//! Device watcher: the library's entry point.
//!
//! The watcher subscribes to backend notifications on its own run loop,
//! keeps the registry of visible devices, and tells foreground listeners
//! whenever the device list changes. Device operations (install, port
//! forwarding, syslog) are resolved through the registry and delegated to
//! the device's record.
//!
//! # Threads
//!
//! ```text
//!  backend ──sink──▶ mpsc ──▶ run loop task ──▶ Registry (probe, attach, detach)
//!                                   │
//!                                   ├──▶ SettleTimer::rearm
//!                                   └──▶ WakeSource::signal
//!                                              │
//!                        foreground dispatcher ◀┘ ──▶ WatchEvent::Change
//! ```
//!
//! # Panic-Free Guarantees
//!
//! - No `.unwrap()` or `.expect()` outside tests
//! - Probe failures are logged and the device is skipped
//! - The registry lock is never held across a native call

mod registry;
mod settle;

pub use registry::{handle_attach, handle_detach, AttachOutcome, Registry};
pub use settle::SettleTimer;

use std::path::Path;
use std::sync::atomic::{AtomicBool, Ordering};
use std::sync::Arc;

use parking_lot::Mutex;
use tokio::runtime::Handle;
use tokio::sync::mpsc;
use tracing::{debug, info};

use iosdev_core::{DeviceError, DeviceId, DeviceResult, DeviceView};

use crate::backend::{DeviceBackend, DeviceNotification, NotificationSink, Subscription};
use crate::config::WatcherConfig;
use crate::device::CableRelays;
use crate::listener::{Listener, ListenerSet};
use crate::relay::{Relay, RelayListener};
use crate::runloop::{RunLoop, Runtimes};
use crate::wake::WakeSource;

/// Name of the watcher's run loop thread
const RUN_LOOP_NAME: &str = "device-runloop";

/// Event delivered to watch listeners.
#[derive(Debug, Clone, PartialEq)]
pub enum WatchEvent {
    /// The full device list after a change.
    Change { devices: Vec<DeviceView> },
}

pub type WatchListener = Listener<WatchEvent>;

struct WatcherShared {
    backend: Arc<dyn DeviceBackend>,
    runtimes: Runtimes,
    registry: Mutex<Registry>,
    listeners: Mutex<ListenerSet<WatchEvent>>,
    wake: WakeSource,
    /// Set on the run loop when the list changed; cleared by the dispatcher.
    changed: AtomicBool,
    settle: Arc<SettleTimer>,
}

impl WatcherShared {
    /// Runs on the run loop for every backend notification.
    fn handle(&self, notification: DeviceNotification) {
        let changed = match notification {
            DeviceNotification::Attached(device) => {
                handle_attach(&self.registry, device, &self.backend, &self.runtimes).changed()
            }
            DeviceNotification::Detached { udid, transport } => {
                handle_detach(&self.registry, &udid, transport)
            }
        };

        self.settle.rearm(&self.runtimes.background);

        if changed {
            self.changed.store(true, Ordering::SeqCst);
            self.wake.signal();
        }
    }

    /// Runs on the foreground when woken.
    fn dispatch(&self) {
        if !self.changed.swap(false, Ordering::SeqCst) {
            return;
        }

        let listeners = self.listeners.lock().snapshot();
        if listeners.is_empty() {
            return;
        }

        let devices = self.registry.lock().views();
        debug!(devices = devices.len(), listeners = listeners.len(), "Dispatching device change");
        for listener in listeners {
            listener.deliver(WatchEvent::Change {
                devices: devices.clone(),
            });
        }
    }

    fn views(&self) -> Vec<DeviceView> {
        self.registry.lock().views()
    }
}

/// Watches for attached devices and serves device operations.
pub struct DeviceWatcher {
    shared: Arc<WatcherShared>,
    subscription: Mutex<Option<Subscription>>,
    run_loop: Mutex<Option<RunLoop>>,
    stopped: AtomicBool,
}

impl DeviceWatcher {
    /// Starts watching.
    ///
    /// Must be called from inside a tokio runtime; that runtime becomes the
    /// foreground where listeners run. Blocks for at most
    /// `config.settle_timeout` while the initial devices are reported.
    /// Devices that show up later arrive as change events.
    pub fn start(backend: Arc<dyn DeviceBackend>, config: WatcherConfig) -> DeviceResult<Self> {
        let foreground = Handle::try_current().map_err(|e| DeviceError::RunLoop(e.to_string()))?;
        let run_loop = RunLoop::spawn(RUN_LOOP_NAME)?;

        let shared = Arc::new(WatcherShared {
            backend: Arc::clone(&backend),
            runtimes: run_loop.runtimes(foreground),
            registry: Mutex::new(Registry::new()),
            listeners: Mutex::new(ListenerSet::new()),
            wake: WakeSource::new(),
            changed: AtomicBool::new(false),
            settle: Arc::new(SettleTimer::new(config.settle_window)),
        });

        let (tx, mut rx) = mpsc::unbounded_channel::<DeviceNotification>();
        let worker = Arc::clone(&shared);
        run_loop.handle().spawn(async move {
            while let Some(notification) = rx.recv().await {
                worker.handle(notification);
            }
        });

        let sink: NotificationSink = Arc::new(move |notification| {
            let _ = tx.send(notification);
        });
        let subscription = backend
            .subscribe(sink)
            .map_err(|code| DeviceError::SubscribeFailed { code })?;

        shared.settle.rearm(&shared.runtimes.background);
        if shared.settle.wait(config.settle_timeout) {
            debug!("Device watcher settled before start returned");
        } else {
            debug!(timeout = ?config.settle_timeout, "Device watcher still busy after settle timeout");
        }

        info!(devices = shared.registry.lock().len(), "Device watcher started");

        Ok(Self {
            shared,
            subscription: Mutex::new(Some(subscription)),
            run_loop: Mutex::new(Some(run_loop)),
            stopped: AtomicBool::new(false),
        })
    }

    pub fn is_running(&self) -> bool {
        !self.stopped.load(Ordering::SeqCst)
    }

    pub fn is_settled(&self) -> bool {
        self.shared.settle.is_settled()
    }

    fn ensure_running(&self) -> DeviceResult<()> {
        if self.is_running() {
            Ok(())
        } else {
            Err(DeviceError::WatcherStopped)
        }
    }

    /// Registers a listener for device list changes and immediately
    /// delivers the current list to it.
    pub fn watch(&self, listener: WatchListener) -> DeviceResult<()> {
        self.ensure_running()?;

        let first = self.shared.listeners.lock().add(listener.clone());
        if first {
            // A change signalled while nobody listened is covered by the
            // snapshot below
            self.shared.changed.store(false, Ordering::SeqCst);
            let shared = Arc::downgrade(&self.shared);
            self.shared.wake.arm(&self.shared.runtimes.foreground, move || {
                if let Some(shared) = shared.upgrade() {
                    shared.dispatch();
                }
            });
        }

        listener.deliver(WatchEvent::Change {
            devices: self.shared.views(),
        });
        Ok(())
    }

    pub fn unwatch(&self, listener: &WatchListener) {
        if self.shared.listeners.lock().remove(listener) {
            self.shared.wake.disarm();
        }
    }

    /// Snapshot of the visible devices.
    pub fn list(&self) -> Vec<DeviceView> {
        self.shared.views()
    }

    /// Copies and installs an app bundle over the cable, or over the network
    /// when there is no cable.
    pub fn install(&self, udid: &DeviceId, app_path: &Path) -> DeviceResult<()> {
        self.ensure_running()?;
        validate_app(udid, app_path)?;

        let session = self.shared.registry.lock().get(udid)?.install_session()?;
        info!(udid = %udid, transport = %session.transport(), app = %app_path.display(), "Installing");
        session.install(app_path)
    }

    pub fn start_forward(
        &self,
        udid: &DeviceId,
        port: u16,
        listener: RelayListener,
    ) -> DeviceResult<()> {
        let relays = self.cable_relays(udid, "forward")?;
        relays.ports.start(port, listener)
    }

    pub fn stop_forward(
        &self,
        udid: &DeviceId,
        port: u16,
        listener: &RelayListener,
    ) -> DeviceResult<()> {
        if let Some(relays) = self.existing_relays(udid)? {
            relays.ports.stop(port, listener);
        }
        Ok(())
    }

    pub fn start_syslog(&self, udid: &DeviceId, listener: RelayListener) -> DeviceResult<()> {
        let relays = self.cable_relays(udid, "syslog")?;
        relays.log.start((), listener)
    }

    pub fn stop_syslog(&self, udid: &DeviceId, listener: &RelayListener) -> DeviceResult<()> {
        if let Some(relays) = self.existing_relays(udid)? {
            relays.log.stop((), listener);
        }
        Ok(())
    }

    fn cable_relays(
        &self,
        udid: &DeviceId,
        operation: &'static str,
    ) -> DeviceResult<Arc<CableRelays>> {
        self.ensure_running()?;
        self.shared.registry.lock().get(udid)?.cable_relays(operation)
    }

    fn existing_relays(&self, udid: &DeviceId) -> DeviceResult<Option<Arc<CableRelays>>> {
        self.ensure_running()?;
        Ok(self.shared.registry.lock().get(udid)?.relays())
    }

    /// Stops watching and tears every device down. Idempotent.
    ///
    /// Relay listeners receive End; watch listeners are dropped.
    pub fn shutdown(&self) {
        if self.stopped.swap(true, Ordering::SeqCst) {
            return;
        }

        if let Some(subscription) = self.subscription.lock().take() {
            subscription.unsubscribe();
        }
        if let Some(mut run_loop) = self.run_loop.lock().take() {
            run_loop.stop();
        }

        self.shared.wake.disarm();
        self.shared.listeners.lock().clear();

        let detached = self.shared.registry.lock().drain();
        for transport in detached {
            transport.teardown();
        }

        info!("Device watcher stopped");
    }
}

impl Drop for DeviceWatcher {
    fn drop(&mut self) {
        self.shutdown();
    }
}

fn validate_app(udid: &DeviceId, app_path: &Path) -> DeviceResult<()> {
    if udid.is_empty() {
        return Err(DeviceError::InvalidArgument(
            "Expected a device identifier".to_string(),
        ));
    }
    if app_path.as_os_str().is_empty() {
        return Err(DeviceError::InvalidArgument(
            "Expected a path to an app bundle".to_string(),
        ));
    }
    if !app_path.exists() {
        return Err(DeviceError::AppNotFound(app_path.to_path_buf()));
    }
    if !app_path.join("PkgInfo").is_file() {
        return Err(DeviceError::InvalidApp(app_path.to_path_buf()));
    }
    Ok(())
}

WHAT THE EXERCISE ASKS →
Report back each line of the entries that holds the string "store".

REPLY TO THE EXERCISE →
            self.changed.store(true, Ordering::SeqCst);
            self.shared.changed.store(false, Ordering::SeqCst);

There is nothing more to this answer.